Il commento di Unimpresa
"Per le famiglie il beneficio sarebbe contenuto ma diffuso, - nota invece Unimpresa: - su un consumo medio annuo di circa 2.700 chilowattora, la riduzione del prezzo dell'elettricità stimata tra 12 e 18 euro per megawattora si tradurrebbe in un risparmio compreso tra 30 e 50 euro l'anno per nucleo. Considerando circa 26 milioni di utenze domestiche, l'impatto complessivo oscillerebbe tra 800 milioni e 1,3 miliardi di euro. Più significativo l'effetto per le imprese, soprattutto per le piccole e medie realtà manifatturiere".
"Un'azienda con consumi pari a 100 megawattora annui potrebbe risparmiare tra 1.200 e 1.800 euro; per 500 megawattora il beneficio salirebbe tra 6.000 e 9.000 euro, fino a 12.000-18.000 euro ogni 1.000 megawattora consumati.
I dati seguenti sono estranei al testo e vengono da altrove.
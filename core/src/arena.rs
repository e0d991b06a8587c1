//! Arena handles, the build-time bump allocator, and the two bound arenas.
//!
//! Build time: [`ArenaLayout::allocate`] hands out [`Handle`]s (fixed byte
//! ranges). Weights are laid out with it directly. Activations go through the
//! liveness planner first, which only decides the offsets.
//!
//! Bind time: the caller owns the raw memory and lends it as `&[u8]` /
//! `&mut [u8]`. [`WeightsArena`] and [`ActivationsArena`] check it once
//! (non-empty, large enough, aligned) and then serve typed `f32` views for
//! the kernels. Lifetimes tie every view to the caller's buffer, so a view
//! can't outlive the memory it points into.

use core::ops::Range;

use crate::error::{Fault, NanoError, NanoResult};
use crate::tensor::{ArenaKind, LUT4_TABLE_BYTES, LUT4_TABLE_LEN};

/// Alignment of every arena base and every f32 buffer offset.
pub const ARENA_ALIGN: usize = core::mem::align_of::<f32>();

/// Round `value` up to the next multiple of `align` (a power of two).
#[inline(always)]
pub const fn align_up(value: usize, align: usize) -> usize {
    (value + align - 1) & !(align - 1)
}

/// A fixed byte range inside an arena.
#[derive(Debug, Clone, Copy, PartialEq, Eq, Default)]
pub struct Handle {
    offset: usize,
    len: usize,
}

impl Handle {
    pub const fn new(offset: usize, len: usize) -> Self {
        Self { offset, len }
    }

    #[inline(always)]
    pub const fn offset(&self) -> usize {
        self.offset
    }

    #[inline(always)]
    pub const fn len(&self) -> usize {
        self.len
    }

    #[inline(always)]
    pub const fn is_empty(&self) -> bool {
        self.len == 0
    }

    #[inline(always)]
    pub const fn end(&self) -> usize {
        self.offset + self.len
    }

    /// `None` when `offset + len` wraps, which a decoded table can ask for.
    pub const fn checked_end(&self) -> Option<usize> {
        self.offset.checked_add(self.len)
    }

    pub const fn range(&self) -> Range<usize> {
        self.offset..self.end()
    }

    /// Byte ranges intersect. Empty handles never overlap anything.
    pub const fn overlaps(&self, other: &Handle) -> bool {
        !self.is_empty()
            && !other.is_empty()
            && self.offset < other.end()
            && other.offset < self.end()
    }

    /// Address of the first byte, given the arena's base address.
    pub const fn resolve(&self, base: usize) -> usize {
        base + self.offset
    }
}

/// Bump allocator over a not-yet-existing arena.
///
/// Only computes offsets; no memory is touched. O(1) per allocation and
/// no fragmentation, which is all a constant weights blob needs.
#[derive(Debug, Clone, Copy, Default)]
pub struct ArenaLayout {
    offset: usize,
}

impl ArenaLayout {
    pub const fn new() -> Self {
        Self { offset: 0 }
    }

    /// Reserve `size` bytes at the next aligned offset.
    pub fn allocate(&mut self, size: usize) -> Handle {
        let start = align_up(self.offset, ARENA_ALIGN);
        self.offset = start + size;
        Handle::new(start, size)
    }

    /// Total bytes the arena must provide.
    #[inline(always)]
    pub fn size(&self) -> usize {
        self.offset
    }
}

/// An empty slice is the caller's "no buffer" and reports `NullBase`.
///
/// Why: a safe slice can't be null, so zero length is the only way a
/// missing region shows up at this boundary.
fn check_region(arena: ArenaKind, bytes: &[u8], required: usize) -> NanoResult<()> {
    if bytes.is_empty() {
        return Err(NanoError::NullBase { arena });
    }
    if bytes.len() < required {
        return Err(NanoError::ArenaTooSmall {
            arena,
            required,
            available: bytes.len(),
        });
    }
    if bytes.as_ptr() as usize % ARENA_ALIGN != 0 {
        return Err(NanoError::Misaligned {
            arena,
            align: ARENA_ALIGN,
        });
    }
    Ok(())
}

fn check_bounds(handle: Handle, len: usize) -> Result<(), Fault> {
    if handle.end() > len {
        return Err(Fault::BufferOutOfBounds {
            offset: handle.offset(),
            end: handle.end(),
        });
    }
    Ok(())
}

/// Word range (f32 indices) of a byte handle.
fn words(handle: Handle) -> Result<Range<usize>, Fault> {
    if handle.offset() % ARENA_ALIGN != 0 || handle.len() % ARENA_ALIGN != 0 {
        return Err(Fault::Misaligned {
            offset: handle.offset(),
        });
    }
    Ok(handle.offset() / ARENA_ALIGN..handle.end() / ARENA_ALIGN)
}

/// Read-only constants region, shared freely between contexts.
#[derive(Debug, Clone, Copy)]
pub struct WeightsArena<'w> {
    bytes: &'w [u8],
}

impl<'w> WeightsArena<'w> {
    /// Check `bytes` against the `required` size and take it as the weights arena.
    pub fn bind(bytes: &'w [u8], required: usize) -> NanoResult<Self> {
        check_region(ArenaKind::Weights, bytes, required)?;
        Ok(Self { bytes })
    }

    pub fn into_inner(self) -> &'w [u8] {
        self.bytes
    }

    pub fn base_addr(&self) -> usize {
        self.bytes.as_ptr() as usize
    }

    pub fn capacity(&self) -> usize {
        self.bytes.len()
    }

    pub fn bytes(&self, handle: Handle) -> Result<&'w [u8], Fault> {
        check_bounds(handle, self.bytes.len())?;
        Ok(&self.bytes[handle.range()])
    }

    /// Packed f32 buffer.
    pub fn f32(&self, handle: Handle) -> Result<&'w [f32], Fault> {
        let bytes = self.bytes(handle)?;
        bytemuck::try_cast_slice(bytes).map_err(|_| Fault::Misaligned {
            offset: handle.offset(),
        })
    }

    /// LUT4 buffer split into its decode table and its packed indices.
    pub fn lut4(&self, handle: Handle) -> Result<(&'w [f32], &'w [u8]), Fault> {
        let bytes = self.bytes(handle)?;
        if bytes.len() < LUT4_TABLE_BYTES {
            return Err(Fault::BufferTooSmall {
                required: LUT4_TABLE_BYTES,
                available: bytes.len(),
            });
        }
        let (table, packed) = bytes.split_at(LUT4_TABLE_BYTES);
        let table: &[f32] = bytemuck::try_cast_slice(table).map_err(|_| Fault::Misaligned {
            offset: handle.offset(),
        })?;
        debug_assert_eq!(table.len(), LUT4_TABLE_LEN);
        Ok((table, packed))
    }
}

/// Read-write region for the input, intermediates, scratch and output.
///
/// Borrowed mutably for the whole time a context is bound to it: one
/// activations arena per in-flight forward pass.
#[derive(Debug)]
pub struct ActivationsArena<'a> {
    bytes: &'a mut [u8],
}

impl<'a> ActivationsArena<'a> {
    pub fn bind(bytes: &'a mut [u8], required: usize) -> NanoResult<Self> {
        check_region(ArenaKind::Activations, bytes, required)?;
        Ok(Self { bytes })
    }

    /// Give the borrowed memory back.
    pub fn into_inner(self) -> &'a mut [u8] {
        self.bytes
    }

    pub fn base_addr(&self) -> usize {
        self.bytes.as_ptr() as usize
    }

    pub fn capacity(&self) -> usize {
        self.bytes.len()
    }

    fn words(&self) -> Result<&[f32], Fault> {
        let len = self.bytes.len() & !(ARENA_ALIGN - 1);
        bytemuck::try_cast_slice(&self.bytes[..len]).map_err(|_| Fault::Misaligned { offset: 0 })
    }

    fn words_mut(&mut self) -> Result<&mut [f32], Fault> {
        let len = self.bytes.len() & !(ARENA_ALIGN - 1);
        bytemuck::try_cast_slice_mut(&mut self.bytes[..len])
            .map_err(|_| Fault::Misaligned { offset: 0 })
    }

    pub fn f32(&self, handle: Handle) -> Result<&[f32], Fault> {
        check_bounds(handle, self.bytes.len())?;
        let range = words(handle)?;
        Ok(&self.words()?[range])
    }

    pub fn f32_mut(&mut self, handle: Handle) -> Result<&mut [f32], Fault> {
        check_bounds(handle, self.bytes.len())?;
        let range = words(handle)?;
        Ok(&mut self.words_mut()?[range])
    }

    /// One read view and `N` write views at once, as a kernel needs them.
    ///
    /// Fails with `BufferOverlap` unless all `N + 1` ranges are pairwise
    /// disjoint; the layout planner guarantees that for the tensors of a
    /// single node.
    ///
    /// Why: the borrow checker can't split one `&mut [f32]` at offsets known
    /// only at run time, so the disjointness is checked here once instead.
    pub fn views<const N: usize>(
        &mut self,
        read: Handle,
        writes: [Handle; N],
    ) -> Result<(&[f32], [&mut [f32]; N]), Fault> {
        let capacity = self.bytes.len();
        check_bounds(read, capacity)?;
        let read_words = words(read)?;
        let mut write_words: [Range<usize>; N] = core::array::from_fn(|_| 0..0);
        for (i, handle) in writes.iter().enumerate() {
            check_bounds(*handle, capacity)?;
            if handle.overlaps(&read) {
                return Err(Fault::BufferOverlap { offset: handle.offset() });
            }
            for other in &writes[..i] {
                if handle.overlaps(other) {
                    return Err(Fault::BufferOverlap { offset: handle.offset() });
                }
            }
            write_words[i] = words(*handle)?;
        }

        let all = self.words_mut()?;
        let base = all.as_mut_ptr();
        // SAFETY: every range was bounds-checked against the arena above and
        // the ranges are pairwise disjoint, so the slices never alias. All of
        // them borrow from `self` for the returned lifetime.
        let input =
            unsafe { core::slice::from_raw_parts(base.add(read_words.start), read_words.len()) };
        let outputs = core::array::from_fn(|i| {
            let range = &write_words[i];
            unsafe { core::slice::from_raw_parts_mut(base.add(range.start), range.len()) }
        });
        Ok((input, outputs))
    }
}

#[cfg(test)]
mod tests {
    use super::*;

    fn aligned(words: &mut [f32]) -> &mut [u8] {
        bytemuck::cast_slice_mut(words)
    }

    #[test]
    fn test_layout_aligns_and_accumulates() {
        let mut layout = ArenaLayout::new();
        let a = layout.allocate(576);
        let b = layout.allocate(6);
        let c = layout.allocate(4);
        assert_eq!(a, Handle::new(0, 576));
        assert_eq!(b, Handle::new(576, 6));
        assert_eq!(c.offset(), 584);
        assert_eq!(layout.size(), 588);
    }

    #[test]
    fn test_checked_end_catches_wrap() {
        assert_eq!(Handle::new(8, 4).checked_end(), Some(12));
        assert_eq!(Handle::new(usize::MAX - 3, 8).checked_end(), None);
        assert_eq!(Handle::new(16, 4).resolve(0x2000_0000), 0x2000_0010);
    }

    #[test]
    fn test_bind_rejects_empty_small_and_misaligned() {
        let mut backing = [0f32; 8];
        let bytes = aligned(&mut backing);
        assert_eq!(
            WeightsArena::bind(&[], 4).unwrap_err(),
            NanoError::NullBase { arena: ArenaKind::Weights }
        );
        assert!(matches!(
            WeightsArena::bind(bytes, 64),
            Err(NanoError::ArenaTooSmall { required: 64, available: 32, .. })
        ));
        assert!(matches!(
            WeightsArena::bind(&bytes[1..], 4),
            Err(NanoError::Misaligned { .. })
        ));
        assert!(WeightsArena::bind(bytes, 32).is_ok());
    }

    #[test]
    fn test_views_are_disjoint_and_checked() {
        let mut backing = [0f32; 16];
        let mut arena = ActivationsArena::bind(aligned(&mut backing), 64).unwrap();
        arena.f32_mut(Handle::new(0, 16)).unwrap().copy_from_slice(&[1.0, 2.0, 3.0, 4.0]);

        let (input, [out, scratch]) = arena
            .views(Handle::new(0, 16), [Handle::new(16, 16), Handle::new(32, 8)])
            .unwrap();
        assert_eq!(input, &[1.0, 2.0, 3.0, 4.0]);
        out.copy_from_slice(input);
        scratch[0] = 9.0;
        assert_eq!(arena.f32(Handle::new(16, 16)).unwrap(), &[1.0, 2.0, 3.0, 4.0]);

        assert_eq!(
            arena.views(Handle::new(0, 16), [Handle::new(12, 8)]).unwrap_err(),
            Fault::BufferOverlap { offset: 12 }
        );
        assert!(matches!(
            arena.views(Handle::new(0, 16), [Handle::new(60, 8)]),
            Err(Fault::BufferOutOfBounds { .. })
        ));
    }
}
Su scala nazionale, il vantaggio per il sistema produttivo è stimato tra 2 e 2,7 miliardi di euro", continua Unimpresa.
"Il meccanismo interviene sul sistema marginalista europeo, in base al quale il prezzo dell'elettricità è determinato dalla fonte più costosa necessaria a coprire la domanda in Italia, per circa il 70% del tempo, è il gas a fissare il prezzo. Rimuovendo circa 7 euro al megawattora di oneri di trasporto e 25-30 euro legati all'Ets dal costo del metano per le centrali termoelettriche, si abbassa il prezzo della fonte marginale e quindi dell'intera produzione elettrica, comprese le rinnovabili. Gli stessi oneri verrebbero poi redistribuiti nelle bollette, ma con un effetto netto stimato positivo per consumatori e imprese".